ITEM 4. CONTROLS AND PROCEDURES
     As of the end of the period covered by this report, our Chairman and Chief Executive Officer and Chief Financial Officer have reviewed and evaluated the effectiveness of our disclosure controls and procedures, which included inquiries made to certain other employees. Based on their evaluation, our Chairman and Chief Executive Officer and Chief Financial Officer have each concluded that our disclosure controls and procedures are effective and sufficient to ensure that we record, process, summarize, and report information required to be disclosed by us in our periodic reports filed under the Securities Exchange Act within the time periods specified by the Securities and Exchange Commission’s rules and forms and are also effective to ensure that information required to be disclosed in the reports we file or submit under the Exchange Act is accumulated and communicated to management, including our Chief Executive and Chief Financial Officers, to allow timely decisions regarding required disclosure.
     During the quarter ended March 31, 2007, the Company completed its implementation of the JD Edwards EnterpriseOne (JDE) software package. The JDE system is an Enterprise Resource Planning (ERP) suite of integrated operational and financial modules that supports the Company’s current and future operational needs and enhances its internal control over financial reporting. The implementation of the JDE system has affected the Company’s internal controls over financial reporting by, among other things, improving user access security and automating a number of accounting, back office, and reporting processes and activities. Other than the JDE software package implementation, there have been no changes in the Company’s internal controls over financial reporting identified in connection with this evaluation that occurred during the period covered by this report and that have materially affected, or are reasonably likely to materially affect, the Company’s internal controls over financial reporting.

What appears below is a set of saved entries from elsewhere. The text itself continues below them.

#[cfg(test)]
mod tests {
    use super::*;

    use std::thread;

    use approx::assert_relative_eq;

    use crate::buffering::chunk::{AudioChunk, SAMPLE_RATE_HZ};
    use crate::error::Result;
    use crate::transcribe::TranscriptionEngine;

    struct ScriptedSource {
        chunks: Vec<AudioChunk>,
        cursor: usize,
        fail_at: Option<usize>,
        stops: Arc<AtomicUsize>,
    }

    impl ScriptedSource {
        fn new(chunks: Vec<AudioChunk>, stops: &Arc<AtomicUsize>) -> Self {
            Self {
                chunks,
                cursor: 0,
                fail_at: None,
                stops: Arc::clone(stops),
            }
        }

        fn silent(stops: &Arc<AtomicUsize>) -> Self {
            Self::new(Vec::new(), stops)
        }
    }

    impl AudioChunkSource for ScriptedSource {
        fn start(&mut self) -> Result<()> {
            Ok(())
        }

        fn capture_chunk(&mut self, duration_ms: u64) -> Result<AudioChunk> {
            if self.fail_at == Some(self.cursor) {
                return Err(VigilError::AudioSource("scripted capture failure".into()));
            }
            let chunk = self.chunks.get(self.cursor).cloned().unwrap_or_else(|| {
                AudioChunk::silence((duration_ms * u64::from(SAMPLE_RATE_HZ) / 1000) as usize)
            });
            self.cursor += 1;
            Ok(chunk)
        }

        fn stop(&mut self) {
            self.stops.fetch_add(1, Ordering::Relaxed);
        }
    }

    struct TestTranscriber {
        script: Vec<Option<String>>,
        cursor: usize,
        fail_first: bool,
        resets: Arc<AtomicUsize>,
    }

    impl TestTranscriber {
        fn new(script: Vec<Option<String>>, resets: &Arc<AtomicUsize>) -> Self {
            Self {
                script,
                cursor: 0,
                fail_first: false,
                resets: Arc::clone(resets),
            }
        }
    }

    impl TranscriptionEngine for TestTranscriber {
        fn initialize(&mut self) -> Result<()> {
            Ok(())
        }

        fn transcribe(&mut self, _chunk: &AudioChunk) -> Result<Option<String>> {
            if self.fail_first {
                self.fail_first = false;
                return Err(VigilError::Transcription("scripted decode failure".into()));
            }
            let entry = self.script.get(self.cursor).cloned().flatten();
            self.cursor += 1;
            Ok(entry)
        }

        fn reset(&mut self) {
            self.resets.fetch_add(1, Ordering::Relaxed);
        }
    }

    struct Harness {
        handle: thread::JoinHandle<()>,
        decision_rx: oneshot::Receiver<Decision>,
        running: Arc<AtomicBool>,
        cancel: Arc<AtomicBool>,
        diagnostics: Arc<SessionDiagnostics>,
    }

    impl Harness {
        fn decision(self) -> Decision {
            self.handle.join().expect("session thread panicked");
            self.decision_rx
                .blocking_recv()
                .expect("decision should be delivered")
        }
    }

    fn spawn_session(
        config: ScreeningConfig,
        source: ScriptedSource,
        transcriber: TestTranscriber,
    ) -> Harness {
        let running = Arc::new(AtomicBool::new(true));
        let cancel = Arc::new(AtomicBool::new(false));
        let (transcript_tx, _) = broadcast::channel(64);
        let (status_tx, _) = broadcast::channel(64);
        let (activity_tx, _) = broadcast::channel(64);
        let (decision_tx, decision_rx) = oneshot::channel();
        let diagnostics = Arc::new(SessionDiagnostics::default());

        let ctx = SessionContext {
            config,
            caller: "+15550100".into(),
            source: Box::new(source),
            transcriber: TranscriberHandle::new(transcriber),
            running: Arc::clone(&running),
            cancel: Arc::clone(&cancel),
            phase: Arc::new(Mutex::new(SessionPhase::Running)),
            transcript_tx,
            status_tx,
            activity_tx,
            seq: Arc::new(AtomicU64::new(0)),
            decision_tx,
            diagnostics: Arc::clone(&diagnostics),
        };

        Harness {
            handle: thread::spawn(move || run(ctx)),
            decision_rx,
            running,
            cancel,
            diagnostics,
        }
    }

    fn fast_config(budget_ms: u64) -> ScreeningConfig {
        ScreeningConfig {
            budget_ms,
            chunk_interval_ms: 40,
            ..ScreeningConfig::default()
        }
    }

    fn tone_chunk(freq: f64, len: usize) -> AudioChunk {
        let samples = (0..len)
            .map(|i| {
                let t = i as f64 / f64::from(SAMPLE_RATE_HZ);
                (20_000.0 * (2.0 * std::f64::consts::PI * freq * t).sin()) as i16
            })
            .collect();
        AudioChunk::new(samples, SAMPLE_RATE_HZ)
    }

    #[test]
    fn signaling_tone_decides_robot_immediately() {
        let stops = Arc::new(AtomicUsize::new(0));
        let resets = Arc::new(AtomicUsize::new(0));
        let source = ScriptedSource::new(vec![tone_chunk(1000.0, 4000)], &stops);
        let transcriber = TestTranscriber::new(vec![], &resets);

        let decision = spawn_session(fast_config(3_000), source, transcriber).decision();

        assert_eq!(decision.classification, Classification::Robot);
        assert_eq!(decision.category.as_deref(), Some("robot"));
        assert_relative_eq!(decision.confidence, 0.95);
        assert!(decision.transcript.is_empty());
        assert_eq!(stops.load(Ordering::Relaxed), 1);
        assert_eq!(resets.load(Ordering::Relaxed), 1);
    }

    #[test]
    fn saying_the_user_name_finalizes_legitimate() {
        let stops = Arc::new(AtomicUsize::new(0));
        let resets = Arc::new(AtomicUsize::new(0));
        let source = ScriptedSource::silent(&stops);
        let transcriber = TestTranscriber::new(
            vec![Some("hello, am i speaking with avery quinn?".into())],
            &resets,
        );
        let config = ScreeningConfig {
            user_name: "Avery Quinn".into(),
            ..fast_config(3_000)
        };

        let decision = spawn_session(config, source, transcriber).decision();

        assert_eq!(decision.classification, Classification::Legitimate);
        assert_relative_eq!(decision.confidence, 0.9);
        assert_eq!(decision.reason.as_deref(), Some("said user name"));
        assert!(decision.transcript.contains("avery quinn"));
    }

    #[test]
    fn menu_speech_finalizes_robot_with_detector_confidence() {
        let stops = Arc::new(AtomicUsize::new(0));
        let resets = Arc::new(AtomicUsize::new(0));
        let source = ScriptedSource::silent(&stops);
        let transcriber = TestTranscriber::new(
            vec![Some("press 1 for sales, press 2 for support".into())],
            &resets,
        );

        let decision = spawn_session(fast_config(3_000), source, transcriber).decision();

        assert_eq!(decision.classification, Classification::Robot);
        assert_eq!(decision.category.as_deref(), Some("robot"));
        assert!(decision.confidence >= 0.5);
        assert!(decision
            .matched_terms
            .iter()
            .any(|term| term == "press 1"));
    }

    #[test]
    fn spam_is_recorded_but_later_legitimacy_evidence_wins() {
        let stops = Arc::new(AtomicUsize::new(0));
        let resets = Arc::new(AtomicUsize::new(0));
        let source = ScriptedSource::silent(&stops);
        let transcriber = TestTranscriber::new(
            vec![
                Some("final notice from the irs, act now or face legal action".into()),
                Some("wait, it's dana calling about something real".into()),
            ],
            &resets,
        );
        let config = ScreeningConfig {
            family_names: vec!["Dana".into()],
            ..fast_config(5_000)
        };

        let harness = spawn_session(config, source, transcriber);
        let diagnostics = Arc::clone(&harness.diagnostics);
        let decision = harness.decision();

        assert_eq!(decision.classification, Classification::Legitimate);
        assert_eq!(decision.reason.as_deref(), Some("said family name"));
        assert_relative_eq!(decision.confidence, 0.85);
        assert_eq!(diagnostics.spam_recordings.load(Ordering::Relaxed), 1);
    }

    #[test]
    fn recorded_spam_decides_at_budget_exhaustion() {
        let stops = Arc::new(AtomicUsize::new(0));
        let resets = Arc::new(AtomicUsize::new(0));
        let source = ScriptedSource::silent(&stops);
        let transcriber = TestTranscriber::new(
            vec![Some(
                "final notice from the irs, act now or face legal action".into(),
            )],
            &resets,
        );

        let decision = spawn_session(fast_config(350), source, transcriber).decision();

        assert_eq!(decision.classification, Classification::Spam);
        assert_eq!(decision.category.as_deref(), Some("scam"));
        assert_relative_eq!(decision.confidence, 0.8);
        assert!(decision.elapsed_ms >= 350);
    }

    #[test]
    fn weak_spam_surfaces_as_uncertain_at_reduced_confidence() {
        let stops = Arc::new(AtomicUsize::new(0));
        let resets = Arc::new(AtomicUsize::new(0));
        let source = ScriptedSource::silent(&stops);
        let transcriber = TestTranscriber::new(
            vec![Some(
                "we're calling about your extended warranty, policy and coverage".into(),
            )],
            &resets,
        );

        let decision = spawn_session(fast_config(300), source, transcriber).decision();

        // Insurance evidence scores 0.6 — positive, but below the 0.75
        // recording bar, so the session must not emit Spam.
        assert_eq!(decision.classification, Classification::Uncertain);
        assert_eq!(decision.category.as_deref(), Some("insurance"));
        assert_relative_eq!(decision.confidence, 0.3);
        assert!(!decision.matched_terms.is_empty());
    }

    #[test]
    fn silence_runs_out_the_budget_to_uncertain() {
        let stops = Arc::new(AtomicUsize::new(0));
        let resets = Arc::new(AtomicUsize::new(0));
        let source = ScriptedSource::silent(&stops);
        let transcriber = TestTranscriber::new(vec![], &resets);

        let decision = spawn_session(fast_config(250), source, transcriber).decision();

        assert_eq!(decision.classification, Classification::Uncertain);
        assert_eq!(decision.confidence, 0.0);
        assert_eq!(decision.category, None);
        assert_eq!(decision.reason, None);
        assert!(decision.transcript.is_empty());
        assert!(decision.elapsed_ms >= 250);
        assert_eq!(stops.load(Ordering::Relaxed), 1);
        assert_eq!(resets.load(Ordering::Relaxed), 1);
    }

    #[test]
    fn capture_failure_aborts_to_uncertain() {
        let stops = Arc::new(AtomicUsize::new(0));
        let resets = Arc::new(AtomicUsize::new(0));
        let mut source = ScriptedSource::silent(&stops);
        source.fail_at = Some(0);
        let transcriber = TestTranscriber::new(vec![], &resets);

        let harness = spawn_session(fast_config(3_000), source, transcriber);
        let diagnostics = Arc::clone(&harness.diagnostics);
        let decision = harness.decision();

        assert_eq!(decision.classification, Classification::Uncertain);
        assert_eq!(decision.reason.as_deref(), Some("audio capture failed"));
        assert_eq!(decision.confidence, 0.0);
        assert_eq!(diagnostics.capture_failures.load(Ordering::Relaxed), 1);
        assert_eq!(diagnostics.chunks_captured.load(Ordering::Relaxed), 0);
        // Resources are still released on the failure path.
        assert_eq!(stops.load(Ordering::Relaxed), 1);
        assert_eq!(resets.load(Ordering::Relaxed), 1);
    }

    #[test]
    fn transcription_failure_skips_text_for_that_chunk_only() {
        let stops = Arc::new(AtomicUsize::new(0));
        let resets = Arc::new(AtomicUsize::new(0));
        let source = ScriptedSource::silent(&stops);
        let mut transcriber =
            TestTranscriber::new(vec![Some("hi, it's dana".into())], &resets);
        transcriber.fail_first = true;
        let config = ScreeningConfig {
            family_names: vec!["Dana".into()],
            ..fast_config(5_000)
        };

        let harness = spawn_session(config, source, transcriber);
        let diagnostics = Arc::clone(&harness.diagnostics);
        let decision = harness.decision();

        assert_eq!(decision.classification, Classification::Legitimate);
        assert_eq!(decision.reason.as_deref(), Some("said family name"));
        assert_eq!(
            diagnostics.transcription_failures.load(Ordering::Relaxed),
            1
        );
    }

    #[test]
    fn cancellation_finalizes_within_one_chunk_interval() {
        let stops = Arc::new(AtomicUsize::new(0));
        let resets = Arc::new(AtomicUsize::new(0));
        let source = ScriptedSource::silent(&stops);
        let transcriber = TestTranscriber::new(vec![], &resets);
        let config = ScreeningConfig {
            budget_ms: 10_000,
            chunk_interval_ms: 500,
            ..ScreeningConfig::default()
        };

        let harness = spawn_session(config, source, transcriber);
        thread::sleep(Duration::from_millis(150));
        harness.cancel.store(true, Ordering::SeqCst);
        let cancelled_at = Instant::now();
        let running = Arc::clone(&harness.running);
        let decision = harness.decision();

        assert!(
            cancelled_at.elapsed() <= Duration::from_millis(500),
            "finalization took {:?}",
            cancelled_at.elapsed()
        );
        assert_eq!(decision.classification, Classification::Uncertain);
        // The occupancy slot is released by the tail, not by the canceller.
        assert!(!running.load(Ordering::SeqCst));
        assert_eq!(stops.load(Ordering::Relaxed), 1);
        assert_eq!(resets.load(Ordering::Relaxed), 1);
    }

    #[test]
    fn plain_conversation_never_reads_as_robot() {
        let stops = Arc::new(AtomicUsize::new(0));
        let resets = Arc::new(AtomicUsize::new(0));
        let source = ScriptedSource::silent(&stops);
        let transcriber = TestTranscriber::new(
            vec![Some("nice weather we're having lately, isn't it".into())],
            &resets,
        );

        let decision = spawn_session(fast_config(300), source, transcriber).decision();

        assert_eq!(decision.classification, Classification::Uncertain);
    }
}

     We do not expect that our disclosure controls and internal controls will prevent all error and all fraud. A control system, no matter how well conceived and operated, can provide only reasonable, not absolute, assurance that the objectives of the control system are met. Further, the design of a control system must reflect the fact that there are resource constraints, and the benefits of controls must be considered relative to their costs. Because of the inherent limitations in all control systems, no evaluation of controls can provide absolute assurance that all control issues and instances of fraud, if any, with the Company have been detected. These inherent limitations include the realities that judgments in decision-making can be faulty and that breakdowns can occur because of simple error or mistake. Additionally, controls can be circumvented by the individual acts of some persons, by collusion of two or more people or by management override of the controls.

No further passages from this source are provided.